An office worker who left a severed pig’s head outside a Muslim place of worship on Boxing Day has been spared jail.
Liam Ferrar was sentenced to 12 weeks’ imprisonment, suspended for a year, after a court heard he was disgusted by his actions and had written a letter of apology to his victims.
Ferrar, 24, of Leicester, pleaded guilty last month to causing religiously aggravated harassment after leaving the frozen pig’s head on the steps of the city’s Thurnby Lodge community centre.
Sentencing Ferrar at Leicester magistrates court, the district judge John Temperley described the offence as being “to some extent planned, premeditated and targeted”.
He told Ferrar: “You were well aware of the significance of your actions. You knew that what you did would cause great distress, indeed that was your intention.”

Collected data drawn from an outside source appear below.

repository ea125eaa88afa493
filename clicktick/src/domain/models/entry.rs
use serde::Serialize;

use super::{EntryId, TaskId};

pub const DAY_MS: i64 = 24 * 60 * 60 * 1000;

/// A normalized time entry.
#[derive(Debug, Clone, PartialEq, Eq, Serialize)]
pub struct TimeEntry {
    pub id: EntryId,
    pub task_id: Option<TaskId>,
    pub task_name: Option<String>,
    pub start_ms: i64,
    pub end_ms: i64,
    /// Absolute duration; the wire sign only marks a running timer.
    pub duration_ms: i64,
    pub billable: bool,
    pub is_running: bool,
}

impl TimeEntry {
    /// Build an entry from already-coerced wire values.
    ///
    /// `signed_duration_ms < 0` or `end_ms == 0` means the timer is still running.
    pub fn normalize(
        id: impl Into<EntryId>,
        start_ms: i64,
        end_ms: i64,
        signed_duration_ms: i64,
    ) -> Self {
        Self {
            id: id.into(),
            task_id: None,
            task_name: None,
            start_ms,
            end_ms,
            duration_ms: signed_duration_ms.checked_abs().unwrap_or(i64::MAX),
            billable: false,
            is_running: signed_duration_ms < 0 || end_ms == 0,
        }
    }

    pub fn with_task(mut self, task_id: Option<&str>, task_name: Option<&str>) -> Self {
        self.task_id = task_id.and_then(TaskId::parse);
        self.task_name = task_name
            .map(str::trim)
            .filter(|name| !name.is_empty())
            .map(str::to_string);
        self
    }

    pub fn with_billable(mut self, billable: bool) -> Self {
        self.billable = billable;
        self
    }

    pub fn is_task_backed(&self) -> bool {
        self.task_id.is_some()
    }
}

/// The entry the service reports as in progress.
#[derive(Debug, Clone, PartialEq, Eq, Serialize)]
pub struct CurrentEntry {
    pub id: EntryId,
    pub task_id: Option<TaskId>,
    pub task_name: Option<String>,
    pub start_ms: i64,
}

/// Task linkage reported back by a start or stop call. Both fields are
/// `None` when the service answered without a payload.
#[derive(Debug, Clone, Default, PartialEq, Eq)]
pub struct TimerLink {
    pub task_id: Option<TaskId>,
    pub task_name: Option<String>,
}

/// A half-open millisecond window used to list entries.
#[derive(Debug, Clone, Copy, PartialEq, Eq)]
pub struct TimeWindow {
    pub start_ms: i64,
    pub end_ms: i64,
}

impl TimeWindow {
    pub fn new(start_ms: i64, end_ms: i64) -> Self {
        Self { start_ms, end_ms }
    }

    /// The `days` days leading up to `now_ms`.
    pub fn last_days(now_ms: i64, days: u32) -> Self {
        Self {
            start_ms: now_ms - i64::from(days) * DAY_MS,
            end_ms: now_ms,
        }
    }
}
use crate::app::{App, View};
use crossterm::event::KeyEvent;

use super::action_queue::{Action, ActionTx};

mod confirm_delete;
mod entries;
mod search;

fn enqueue_action(action_tx: &ActionTx, action: Action) {
    let _ = action_tx.send(action);
}

pub(super) fn handle_view_key(key: KeyEvent, app: &mut App, action_tx: &ActionTx) {
    match app.current_view {
        View::Entries => entries::handle_entries_key(key, app, action_tx),
        View::Search => search::handle_search_key(key, app),
        View::ConfirmDelete => confirm_delete::handle_confirm_delete_key(key, app, action_tx),
    }
}
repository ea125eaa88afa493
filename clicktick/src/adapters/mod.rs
pub mod outbound;

pub use outbound::*;
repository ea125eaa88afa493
use crate::adapters::TerminalTitleIndicator;
use crate::app::App;
use crate::config::ClickTickConfig;
use crate::domain::{
    ports::{IndicatorSink, TimeTrackingClient},
    services::{EntryService, StatusTx, TimerService},
};
use crate::runtime::{run_app, spawn_signal_hotkey};
use anyhow::{Context, Result};
use crossterm::{
    execute,
    terminal::{disable_raw_mode, enable_raw_mode, EnterAlternateScreen, LeaveAlternateScreen},
};
use ratatui::{backend::CrosstermBackend, Terminal};
use std::io;
use std::sync::Arc;
use std::time::Duration;

/// The services the terminal UI and the hotkey share.
pub struct Services<C, I> {
    pub timer: TimerService<C, I>,
    pub entries: EntryService<C>,
    pub indicator: Arc<I>,
}

impl<C: TimeTrackingClient, I: IndicatorSink> Services<C, I> {
    pub fn new(client: Arc<C>, indicator: Arc<I>, lookback_days: u32) -> Self {
        Self {
            timer: TimerService::new(client.clone(), indicator.clone())
                .with_lookback_days(lookback_days),
            entries: EntryService::new(client).with_lookback_days(lookback_days),
            indicator,
        }
    }

    pub fn with_status_channel(mut self, tx: StatusTx) -> Self {
        self.timer = self.timer.with_status_channel(tx);
        self
    }
}

/// Run the terminal UI until the user quits.
pub async fn run_tui<C: TimeTrackingClient>(client: Arc<C>, config: &ClickTickConfig) -> Result<()> {
    let indicator = Arc::new(TerminalTitleIndicator);
    indicator.set_running(false);

    let (status_tx, status_rx) = tokio::sync::mpsc::unbounded_channel();
    let services =
        Services::new(client, indicator, config.lookback_days).with_status_channel(status_tx);
    let hotkey = spawn_signal_hotkey(services.timer.clone())?;

    let mut app = App::new();
    let refresh_interval = Duration::from_secs(config.refresh_interval_secs.max(1));

    enable_raw_mode().context("Failed to enable raw mode")?;
    let mut stdout = io::stdout();
    execute!(stdout, EnterAlternateScreen)?;
    let backend = CrosstermBackend::new(stdout);
    let mut terminal = Terminal::new(backend)?;

    let res = run_app(&mut terminal, &mut app, &services, status_rx, refresh_interval).await;

    disable_raw_mode()?;
    execute!(terminal.backend_mut(), LeaveAlternateScreen)?;
    terminal.show_cursor()?;

    if let Some(handle) = hotkey {
        handle.abort();
    }
    res
}
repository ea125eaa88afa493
mod conversions;

use async_trait::async_trait;

use crate::domain::{
    models::{CurrentEntry, EntryId, TaskId, TimeEntry, TimeWindow, TimerLink},
    ports::TimeTrackingClient,
    TimeTrackingError,
};

use self::conversions::{to_domain_current_entry, to_domain_time_entry, to_timer_link};

/// Adapter that wraps the ClickUp client to implement the TimeTrackingClient port.
pub struct ClickUpAdapter {
    client: clickup::ClickUpClient,
}

impl ClickUpAdapter {
    pub fn new(settings: clickup::ClientSettings) -> Self {
        Self {
            client: clickup::ClickUpClient::new(settings),
        }
    }
}

#[async_trait]
impl TimeTrackingClient for ClickUpAdapter {
    async fn current_entry(&self) -> Result<Option<CurrentEntry>, TimeTrackingError> {
        let raw = self
            .client
            .current_time_entry()
            .await
            .map_err(map_clickup_error)?;
        Ok(raw.and_then(to_domain_current_entry))
    }

    async fn list_entries(&self, window: TimeWindow) -> Result<Vec<TimeEntry>, TimeTrackingError> {
        let raw = self
            .client
            .time_entries(window.start_ms, window.end_ms)
            .await
            .map_err(map_clickup_error)?;

        Ok(raw
            .into_iter()
            .filter_map(|entry| {
                let converted = to_domain_time_entry(entry);
                if converted.is_none() {
                    tracing::warn!("Skipping time entry without an id");
                }
                converted
            })
            .collect())
    }

    async fn start_timer(&self, task_id: &TaskId) -> Result<TimerLink, TimeTrackingError> {
        let raw = self
            .client
            .start_timer(task_id.as_str())
            .await
            .map_err(map_clickup_error)?;
        Ok(to_timer_link(raw))
    }

    async fn stop_timer(&self) -> Result<TimerLink, TimeTrackingError> {
        let raw = self.client.stop_timer().await.map_err(map_clickup_error)?;
        Ok(to_timer_link(raw))
    }

    async fn delete_entry(&self, entry_id: &EntryId) -> Result<(), TimeTrackingError> {
        self.client
            .delete_time_entry(entry_id.as_str())
            .await
            .map_err(map_clickup_error)
    }
}

fn map_clickup_error(e: clickup::ClickUpError) -> TimeTrackingError {
    match e {
        clickup::ClickUpError::Config(name) => TimeTrackingError::Config(name),
        clickup::ClickUpError::Remote {
            status,
            method,
            path,
            message,
        } => TimeTrackingError::Remote {
            status,
            context: format!("{} {}", method, path),
            message,
        },
        clickup::ClickUpError::Transport(msg) => TimeTrackingError::transport(msg),
    }
}
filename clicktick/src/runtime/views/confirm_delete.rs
use crate::app::App;
use crossterm::event::{KeyCode, KeyEvent};

use super::super::action_queue::{Action, ActionTx};
use super::enqueue_action;

pub(super) fn handle_confirm_delete_key(key: KeyEvent, app: &mut App, action_tx: &ActionTx) {
    match key.code {
        KeyCode::Char('y') | KeyCode::Char('Y') | KeyCode::Enter => {
            enqueue_action(action_tx, Action::ConfirmDelete);
        }
        KeyCode::Char('n') | KeyCode::Char('N') | KeyCode::Esc => app.cancel_delete(),
        _ => {}
    }
}
use ratatui::layout::{Constraint, Direction, Layout, Rect};

/// Helper function to create a centered rectangle
pub fn centered_rect(width: u16, height: u16, r: Rect) -> Rect {
    let popup_layout = Layout::default()
        .direction(Direction::Vertical)
        .constraints([
            Constraint::Length((r.height.saturating_sub(height)) / 2),
            Constraint::Length(height),
            Constraint::Length((r.height.saturating_sub(height)) / 2),
        ])
        .split(r);

    Layout::default()
        .direction(Direction::Horizontal)
        .constraints([
            Constraint::Length((r.width.saturating_sub(width)) / 2),
            Constraint::Length(width),
            Constraint::Length((r.width.saturating_sub(width)) / 2),
        ])
        .split(popup_layout[1])[1]
}
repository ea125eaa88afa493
use super::utils::centered_rect;
use super::*;

pub fn render_delete_confirm_dialog(frame: &mut Frame, app: &App) {
    let Some(ctx) = &app.delete_context else {
        return;
    };

    let area = centered_rect(52, 8, frame.area());
    frame.render_widget(Clear, area);

    let text = vec![
        Line::from(""),
        Line::from(Span::styled(
            ctx.display_label.clone(),
            Style::default().fg(Color::White),
        )),
        Line::from(Span::styled(
            ctx.display_detail.clone(),
            Style::default().fg(Color::DarkGray),
        )),
        Line::from(""),
        Line::from(vec![
            Span::styled("[y] Yes", Style::default().fg(Color::Red)),
            Span::raw("    "),
            Span::styled("[n] No", Style::default().fg(Color::White)),
        ]),
    ];

    let paragraph = Paragraph::new(text)
        .block(
            Block::default()
                .borders(Borders::ALL)
                .title(" Delete Entry? ")
                .padding(Padding::horizontal(1)),
        )
        .alignment(Alignment::Center);

    frame.render_widget(paragraph, area);
}
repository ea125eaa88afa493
use serde::{Deserialize, Serialize};
use std::fmt;

/// A ClickUp task identifier.
///
/// Never blank: wire values go through [`TaskId::parse`], which trims and
/// rejects empty strings.
#[derive(Debug, Clone, PartialEq, Eq, Hash, Serialize, Deserialize)]
#[serde(transparent)]
pub struct TaskId(String);

impl TaskId {
    pub fn parse(raw: &str) -> Option<Self> {
        let trimmed = raw.trim();
        if trimmed.is_empty() {
            None
        } else {
            Some(Self(trimmed.to_string()))
        }
    }

    pub fn as_str(&self) -> &str {
        &self.0
    }
}

impl fmt::Display for TaskId {
    fn fmt(&self, f: &mut fmt::Formatter<'_>) -> fmt::Result {
        write!(f, "{}", self.0)
    }
}

impl AsRef<str> for TaskId {
    fn as_ref(&self) -> &str {
        &self.0
    }
}

/// A time entry identifier.
///
/// Wraps String as ClickUp uses string IDs like "4111111111111111111".
#[derive(Debug, Clone, PartialEq, Eq, Hash, Serialize, Deserialize)]
#[serde(transparent)]
pub struct EntryId(String);

impl EntryId {
    pub fn new(id: impl Into<String>) -> Self {
        Self(id.into())
    }

    pub fn as_str(&self) -> &str {
        &self.0
    }
}

impl fmt::Display for EntryId {
    fn fmt(&self, f: &mut fmt::Formatter<'_>) -> fmt::Result {
        write!(f, "{}", self.0)
    }
}

impl AsRef<str> for EntryId {
    fn as_ref(&self) -> &str {
        &self.0
    }
}

impl From<String> for EntryId {
    fn from(id: String) -> Self {
        Self(id)
    }
}

impl From<&str> for EntryId {
    fn from(id: &str) -> Self {
        Self(id.to_string())
    }
}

The court heard that Ferrar was under the influence of alcohol when he placed the pig’s head – which had been stored in a freezer for several months – in an area where it could not be avoided by adults and children arriving for prayers.
Stressing that the offence had taken place against a background of protests over the community centre’s use as a place of worship, Temperley added: “It is easy to imagine the shock, distress and disgust [those who discovered the pig’s head] would have felt.
“The witnesses statements I have read bear testimony to the serious impact of your actions, but the harm you caused goes further. Others in the local community and beyond would also have been affected when news of this incident spread, prompting profound alarm, fear and insecurity.
“It should have been obvious that what you did was intimidatory and would only serve to inflame an already tense and volatile situation.”
Suspending the 12-week prison term because of Ferrar’s personal mitigation, including his previous good character, the district judge accepted that the defendant regularly gave his time and energy to local good causes.
“The character references I have read do you great credit. I also accept that you have demonstrated genuine remorse and regret for your actions. You co-operated with the police and pleaded guilty at the earliest opportunity,” Temperley said.
He ordered Ferrar to complete 250 hours of unpaid community work and to pay £85 in costs.
Louise Cox, prosecuting, told the court that a group calling itself Forgotten Estates had stepped up protests at the community centre last summer.
The defence solicitor Stephen Morris said the protest group, of which Ferrar was a member, aimed to highlight the lack of facilities in the Thurnby Lodge area.
Claiming that his client had chosen to distance himself from Forgotten Estates in September last year, Morris said: “The behaviour by Mr Ferrar on this occasion is out of character – he is not somebody who displays racist tendencies.”